Op grond van artikel 10a Beleidsregels Wnt is het mogelijk om binnen de grenzen van de Wnt de arbeidsovereenkomst of ambtelijke aanstelling over te laten nemen door een mobiliteitsbureau. De financiële grenzen die daarvoor zijn aangegeven bestaan uit: "de aanspraken die in totaliteit zouden bestaan bij onvrijwillige beëindiging van het dienstverband. Kortom: de uitkeringsaanspraken voortvloeiend uit wet, cao en of rechtspositieregeling.

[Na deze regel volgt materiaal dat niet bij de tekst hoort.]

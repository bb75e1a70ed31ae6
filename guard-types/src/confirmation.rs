//! Pending confirmations awaiting a signed approval or denial.

use crate::ids::ConfirmationId;
use crate::wire::string_u64;
use serde::de::Deserializer;
use serde::ser::Serializer;
use serde::{Deserialize, Serialize};

/// The kind of sensitive action a confirmation protects.
#[derive(Debug, Clone, Copy, PartialEq, Eq, Hash)]
pub enum ConfirmationKind {
    /// An exchange offer awaiting approval.
    Trade,
    /// A marketplace sale listing awaiting approval.
    MarketSale,
    /// An account recovery action.
    Recovery,
    /// Any kind this client does not classify.
    Other(u64),
}

impl ConfirmationKind {
    /// Decode the wire value.
    pub fn from_wire(value: u64) -> Self {
        match value {
            2 => Self::Trade,
            3 => Self::MarketSale,
            6 => Self::Recovery,
            other => Self::Other(other),
        }
    }

    /// Encode as the wire value.
    pub fn to_wire(self) -> u64 {
        match self {
            Self::Trade => 2,
            Self::MarketSale => 3,
            Self::Recovery => 6,
            Self::Other(value) => value,
        }
    }
}

impl Serialize for ConfirmationKind {
    fn serialize<S: Serializer>(&self, serializer: S) -> Result<S::Ok, S::Error> {
        serializer.serialize_u64(self.to_wire())
    }
}

impl<'de> Deserialize<'de> for ConfirmationKind {
    fn deserialize<D: Deserializer<'de>>(deserializer: D) -> Result<Self, D::Error> {
        let value = u64::deserialize(deserializer)?;
        Ok(Self::from_wire(value))
    }
}

/// A pending sensitive account action requiring signed approval or denial.
///
/// Fetched from the service, consumed once resolved, never mutated.
#[derive(Debug, Clone, PartialEq, Eq, Serialize, Deserialize)]
pub struct Confirmation {
    /// The confirmation identifier.
    #[serde(rename = "id", with = "string_u64::confirmation_id")]
    pub id: ConfirmationId,
    /// Per-confirmation key that must accompany any resolve call.
    #[serde(rename = "nonce", with = "string_u64")]
    pub key: u64,
    /// The offer or listing that caused this confirmation to exist.
    #[serde(rename = "creator_id", with = "string_u64")]
    pub creator_id: u64,
    /// What kind of action is being confirmed.
    #[serde(rename = "type")]
    pub kind: ConfirmationKind,
    /// Unix timestamp of confirmation creation.
    #[serde(rename = "creation_time")]
    pub created_at: i64,
    /// Display icon URL, if the service sent one.
    #[serde(rename = "icon", default, skip_serializing_if = "Option::is_none")]
    pub icon: Option<String>,
    /// Display headline, if the service sent one.
    #[serde(rename = "headline", default, skip_serializing_if = "Option::is_none")]
    pub headline: Option<String>,
}
impl OfferSyncEngine {
    /// Create an engine; captures the construction timestamp from `clock`.
    pub async fn new(
        transport: Arc<dyn Transport>,
        session: Arc<SessionManager>,
        clock: &ClockSource,
        base_url: impl Into<String>,
        poll_interval: Duration,
    ) -> Result<Self, GuardError> {
        let start_timestamp = clock.now_synchronized().await?;
        Ok(Self {
            transport,
            session,
            base_url: base_url.into(),
            poll_interval,
            start_timestamp,
            snapshot: tokio::sync::Mutex::new(OfferSnapshot::new()),
            observers: Arc::new(Mutex::new(Vec::new())),
            stop: Notify::new(),
        })
    }

    /// Register an observer for subsequent change events.
    ///
    /// The same observer (by `Arc` identity) cannot be subscribed twice.
    pub fn subscribe(
        &self,
        observer: Arc<dyn OfferObserver>,
    ) -> Result<Subscription, AlreadySubscribed> {
        let mut observers = self.observers.lock().expect("observer lock poisoned");
        if observers.iter().any(|existing| Arc::ptr_eq(existing, &observer)) {
            return Err(AlreadySubscribed);
        }
        observers.push(Arc::clone(&observer));
        Ok(Subscription {
            observers: Arc::clone(&self.observers),
            observer,
        })
    }

    /// Fetch once, apply the diff, publish events. Returns the event count.
    ///
    /// The response is parsed in full before the snapshot is touched, so a
    /// malformed body cannot leave a half-applied fetch behind.
    pub async fn poll_once(&self) -> Result<usize, GuardError> {
        let session = self.session.ensure_fresh().await?;
        let request = HttpRequest::get(format!(
            "{}/trade-offers?key={}&get_sent_offers=1&get_received_offers=1\
             &active_only=1&time_historical_cutoff={}",
            self.base_url, session.access_token, self.start_timestamp
        ));

        let response = self.transport.execute(request).await?;
        let envelope: OffersEnvelope = decode_json(&response)?;
        let offers = envelope.into_offers();

        let events: Vec<ChangeEvent> = {
            let mut snapshot = self.snapshot.lock().await;
            offers
                .into_iter()
                .filter_map(|offer| snapshot.set_offer(offer))
                .collect()
        };

        let observers = self.observers.lock().expect("observer lock poisoned").clone();
        for event in &events {
            for observer in &observers {
                observer.on_change(event);
            }
        }

        debug!(events = events.len(), "poll applied");
        Ok(events.len())
    }

    /// Drive the polling loop until [`shutdown`](Self::shutdown).
    ///
    /// Every fetch is raced against the stop signal, so shutting down
    /// mid-poll drops the in-flight request. Rate limiting and transient
    /// network failures delay the next poll with backoff; other
    /// recoverable errors keep the fixed cadence. A fatal crypto failure
    /// ends the loop with an error, as does a session rejected three polls
    /// in a row: the engine holds no credentials, so re-login is the
    /// embedding application's call.
    pub async fn run(&self) -> Result<(), GuardError> {
        let mut interval = tokio::time::interval(self.poll_interval);
        interval.set_missed_tick_behavior(MissedTickBehavior::Delay);
        let mut failed_attempts: u32 = 0;
        let mut unauthorized_polls: u32 = 0;

        loop {
            tokio::select! {
                _ = self.stop.notified() => {
                    debug!("offer sync engine stopped");
                    return Ok(());
                }
                _ = interval.tick() => {}
            }
            if failed_attempts > 0 {
                tokio::select! {
                    _ = self.stop.notified() => return Ok(()),
                    _ = tokio::time::sleep(calculate_backoff(failed_attempts)) => {}
                }
            }

            let outcome = tokio::select! {
                _ = self.stop.notified() => {
                    debug!("offer sync engine stopped mid-poll");
                    return Ok(());
                }
                outcome = self.poll_once() => outcome,
            };
            match outcome {
                Ok(_) => {
                    failed_attempts = 0;
                    unauthorized_polls = 0;
                }
                Err(err) if err.is_fatal() => return Err(err),
                Err(GuardError::Canceled) => return Ok(()),
                Err(GuardError::Unauthorized) => {
                    unauthorized_polls = unauthorized_polls.saturating_add(1);
                    if unauthorized_polls >= UNAUTHORIZED_POLL_LIMIT {
                        warn!(polls = unauthorized_polls, "session rejected repeatedly, stopping");
                        return Err(GuardError::Unauthorized);
                    }
                    warn!("session rejected, retrying next poll");
                }
                Err(err) => {
                    if err.is_retryable() {
                        failed_attempts = failed_attempts.saturating_add(1);
                    }
                    warn!(error = %err, "poll failed, snapshot unchanged");
                }
            }
        }
    }

    /// Stop the polling loop; a poll in flight is aborted.
    pub fn shutdown(&self) {
        self.stop.notify_one();
    }

    /// Number of offers currently tracked.
    pub async fn tracked_offers(&self) -> usize {
        self.snapshot.lock().await.len()
    }
}
//! Exchange offers and their state transitions.

use crate::ids::OfferId;
use crate::wire::string_u64;
use serde::de::Deserializer;
use serde::ser::Serializer;
use serde::{Deserialize, Serialize};

/// Lifecycle state of an exchange offer.
///
/// Numeric values follow the remote service's wire encoding. A value this
/// client does not recognize parses as [`Unknown`](Self::Unknown) so one new
/// server-side state cannot poison a whole fetch cycle.
#[derive(Debug, Clone, Copy, PartialEq, Eq, Hash)]
pub enum OfferState {
    /// Wire value not recognized by this client.
    Unknown,
    /// Offer is malformed or was never valid.
    Invalid,
    /// Offer is open and awaiting a response.
    Active,
    /// Counterparty accepted the offer.
    Accepted,
    /// Counterparty replied with a counter offer.
    Countered,
    /// Offer passed its expiry without a response.
    Expired,
    /// Sender withdrew the offer.
    Canceled,
    /// Counterparty declined the offer.
    Declined,
    /// Items in the offer became invalid.
    InvalidItems,
    /// Waiting for a second-factor confirmation.
    NeedsConfirmation,
    /// Canceled because the second factor rejected it.
    CanceledBySecondFactor,
    /// Held in escrow pending a cooldown.
    InEscrow,
}

impl OfferState {
    /// Decode the wire value.
    pub fn from_wire(value: u64) -> Self {
        match value {
            1 => Self::Invalid,
            2 => Self::Active,
            3 => Self::Accepted,
            4 => Self::Countered,
            5 => Self::Expired,
            6 => Self::Canceled,
            7 => Self::Declined,
            8 => Self::InvalidItems,
            9 => Self::NeedsConfirmation,
            10 => Self::CanceledBySecondFactor,
            11 => Self::InEscrow,
            _ => Self::Unknown,
        }
    }

    /// Encode as the wire value.
    pub fn to_wire(self) -> u64 {
        match self {
            Self::Unknown => 0,
            Self::Invalid => 1,
            Self::Active => 2,
            Self::Accepted => 3,
            Self::Countered => 4,
            Self::Expired => 5,
            Self::Canceled => 6,
            Self::Declined => 7,
            Self::InvalidItems => 8,
            Self::NeedsConfirmation => 9,
            Self::CanceledBySecondFactor => 10,
            Self::InEscrow => 11,
        }
    }

    /// Whether the offer can still change state.
    pub fn is_terminal(&self) -> bool {
        !matches!(
            self,
            Self::Active | Self::NeedsConfirmation | Self::InEscrow | Self::Unknown
        )
    }
}

impl Serialize for OfferState {
    fn serialize<S: Serializer>(&self, serializer: S) -> Result<S::Ok, S::Error> {
        serializer.serialize_u64(self.to_wire())
    }
}

impl<'de> Deserialize<'de> for OfferState {
    fn deserialize<D: Deserializer<'de>>(deserializer: D) -> Result<Self, D::Error> {
        let value = u64::deserialize(deserializer)?;
        Ok(Self::from_wire(value))
    }
}

/// One asset moved by an offer.
#[derive(Debug, Clone, PartialEq, Eq, Serialize, Deserialize)]
pub struct Asset {
    /// Application the asset belongs to.
    #[serde(rename = "appid", with = "string_u64")]
    pub app_id: u64,
    /// Inventory context within the application.
    #[serde(rename = "contextid", with = "string_u64")]
    pub context_id: u64,
    /// The asset instance identifier.
    #[serde(rename = "assetid", with = "string_u64")]
    pub asset_id: u64,
    /// How many units move.
    #[serde(rename = "amount", with = "string_u64")]
    pub amount: u64,
}

/// An asynchronous proposed exchange between two accounts.
///
/// Identity is the offer id; the state field is the only one whose
/// transitions drive event emission.
#[derive(Debug, Clone, PartialEq, Eq, Serialize, Deserialize)]
pub struct Offer {
    /// The offer identifier.
    #[serde(rename = "tradeofferid", with = "string_u64::offer_id")]
    pub id: OfferId,
    /// Short account id of the counterparty.
    #[serde(rename = "accountid_other")]
    pub counterparty_id: u32,
    /// Optional free-text message attached by the sender.
    #[serde(rename = "message", default, skip_serializing_if = "Option::is_none")]
    pub message: Option<String>,
    /// Current lifecycle state.
    #[serde(rename = "trade_offer_state")]
    pub state: OfferState,
    /// Assets this account gives away.
    #[serde(rename = "items_to_give", default)]
    pub given_assets: Vec<Asset>,
    /// Assets this account receives.
    #[serde(rename = "items_to_receive", default)]
    pub received_assets: Vec<Asset>,
    /// Whether this account created the offer.
    #[serde(rename = "is_our_offer", default)]
    pub is_ours: bool,
    /// Unix timestamp of offer creation.
    #[serde(rename = "time_created")]
    pub created_at: i64,
    /// Unix timestamp of the last server-side update.
    #[serde(rename = "time_updated")]
    pub updated_at: i64,
    /// Unix timestamp after which the offer expires.
    #[serde(rename = "expiration_time", default)]
    pub expires_at: i64,
}

/// A single observed offer transition.
///
/// Emitted once per transition: `previous` is absent when the offer was not
/// in the snapshot before. Values are immutable copies; subscribers never
/// touch the snapshot itself.
#[derive(Debug, Clone, PartialEq, Eq)]
pub struct ChangeEvent {
    /// The offer as last observed, if it was observed before.
    pub previous: Option<Offer>,
    /// The offer as just fetched.
    pub current: Offer,
}

impl ChangeEvent {
    /// Whether this event announces an offer not seen before.
    pub fn is_new(&self) -> bool {
        self.previous.is_none()
    }
}

#[cfg(test)]
mod tests {
    use super::*;

    #[test]
    fn offer_state_wire_roundtrip() {
        for value in 0..=12u64 {
            let state = OfferState::from_wire(value);
            if (1..=11).contains(&value) {
                assert_eq!(state.to_wire(), value);
            } else {
                assert_eq!(state, OfferState::Unknown);
            }
        }
    }

    #[test]
    fn unrecognized_state_parses_as_unknown() {
        let state: OfferState = serde_json::from_str("99").unwrap();
        assert_eq!(state, OfferState::Unknown);
    }

    #[test]
    fn terminal_states() {
        assert!(!OfferState::Active.is_terminal());
        assert!(!OfferState::NeedsConfirmation.is_terminal());
        assert!(!OfferState::InEscrow.is_terminal());
        assert!(OfferState::Accepted.is_terminal());
        assert!(OfferState::Declined.is_terminal());
        assert!(OfferState::Expired.is_terminal());
    }

    #[test]
    fn offer_parses_from_wire_json() {
        let json = r#"{
            "tradeofferid": "4420958983",
            "accountid_other": 123456,
            "message": "for the knife",
            "trade_offer_state": 2,
            "items_to_give": [
                {"appid": "730", "contextid": "2", "assetid": "991", "amount": "1"}
            ],
            "items_to_receive": [],
            "is_our_offer": true,
            "time_created": 1700000000,
            "time_updated": 1700000100,
            "expiration_time": 1701209600
        }"#;
        let offer: Offer = serde_json::from_str(json).unwrap();

        assert_eq!(offer.id, OfferId::new(4420958983));
        assert_eq!(offer.counterparty_id, 123456);
        assert_eq!(offer.state, OfferState::Active);
        assert_eq!(offer.given_assets.len(), 1);
        assert_eq!(offer.given_assets[0].app_id, 730);
        assert!(offer.received_assets.is_empty());
        assert!(offer.is_ours);
        assert_eq!(offer.created_at, 1700000000);
        assert_eq!(offer.updated_at, 1700000100);
    }

    #[test]
    fn offer_parses_without_optional_fields() {
        let json = r#"{
            "tradeofferid": "1",
            "accountid_other": 7,
            "trade_offer_state": 3,
            "time_created": 1,
            "time_updated": 2
        }"#;
        let offer: Offer = serde_json::from_str(json).unwrap();
        assert_eq!(offer.state, OfferState::Accepted);
        assert!(offer.message.is_none());
        assert!(offer.given_assets.is_empty());
        assert!(!offer.is_ours);
    }

    #[test]
    fn change_event_is_new_only_without_previous() {
        let offer: Offer = serde_json::from_str(
            r#"{"tradeofferid":"1","accountid_other":7,"trade_offer_state":2,
                "time_created":1,"time_updated":2}"#,
        )
        .unwrap();

        let fresh = ChangeEvent {
            previous: None,
            current: offer.clone(),
        };
        assert!(fresh.is_new());

        let transition = ChangeEvent {
            previous: Some(offer.clone()),
            current: offer,
        };
        assert!(!transition.is_new());
    }
}
//! Offer snapshot and its diff law.

use guard_types::{ChangeEvent, Offer, OfferId};
use std::collections::HashMap;

/// Last-observed state of every tracked offer, keyed by offer id.
///
/// Owned by the polling engine; only it mutates the snapshot. One event per
/// observed transition:
/// - an id not in the snapshot is stored and announced with no `previous`
/// - a known id whose state is unchanged is stored silently (timestamps and
///   asset lists may still have moved)
/// - a known id whose state changed is stored and announced with both sides
#[derive(Debug, Default)]
pub struct OfferSnapshot {
    offers: HashMap<OfferId, Offer>,
}

impl OfferSnapshot {
    /// Create an empty snapshot.
    pub fn new() -> Self {
        Self::default()
    }

    /// Record one fetched offer and report the transition, if any.
    pub fn set_offer(&mut self, offer: Offer) -> Option<ChangeEvent> {
        match self.offers.insert(offer.id, offer.clone()) {
            None => Some(ChangeEvent {
                previous: None,
                current: offer,
            }),
            Some(previous) if previous.state != offer.state => Some(ChangeEvent {
                previous: Some(previous),
                current: offer,
            }),
            Some(_) => None,
        }
    }

    /// The last observed version of an offer, if any.
    pub fn get(&self, id: OfferId) -> Option<&Offer> {
        self.offers.get(&id)
    }

    /// Number of tracked offers.
    pub fn len(&self) -> usize {
        self.offers.len()
    }

    /// Whether no offer has been observed yet.
    pub fn is_empty(&self) -> bool {
        self.offers.is_empty()
    }
}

Mijn vraag is nu de volgende: moet onder dat laatste criterium naast de kosten van de wettelijke- en de bovenwettelijke werkloosheidsuitkering ook de werkgeverslasten verband houdende met de uitkering worden begrepen?
Vriendelijke groet,
J. van Zanten
Geachte mevrouw, heer,
Dank voor uw reactie. De link waarnaar u verwijst beantwoordt de vraag echter niet. De vraag is of ook de werkgeverslasten, sociaal of anderszins, moeten worden meegenomen in de berekening, of juist daar niet in worden betrokken.
Het is voor BZK niet mogelijk om te beoordelen of de door u genoemde
lasten moeten worden meegenomen in de berekening van de uitkeringen aan een
mobiliteitsbureau zoals genoemd in artikel 10a Beleidsregels WNT. Het is aan de
instelling (wellicht in overleg met de accountant) om te beoordelen of deze
lasten vallen onder uitkeringen in de vorm van betalingen aan een
mobiliteitsbureau én dat deze uitkeringen niet hoger zijn dan de aanspraken die
zouden bestaan bij onvrijwillig ontslag (het gaat hierbij om de aanspraken die rechtstreeks,
dwingend en eenduidig voortvloeien uit een wettelijk voorschrift, cao en of andere
collectieve regeling).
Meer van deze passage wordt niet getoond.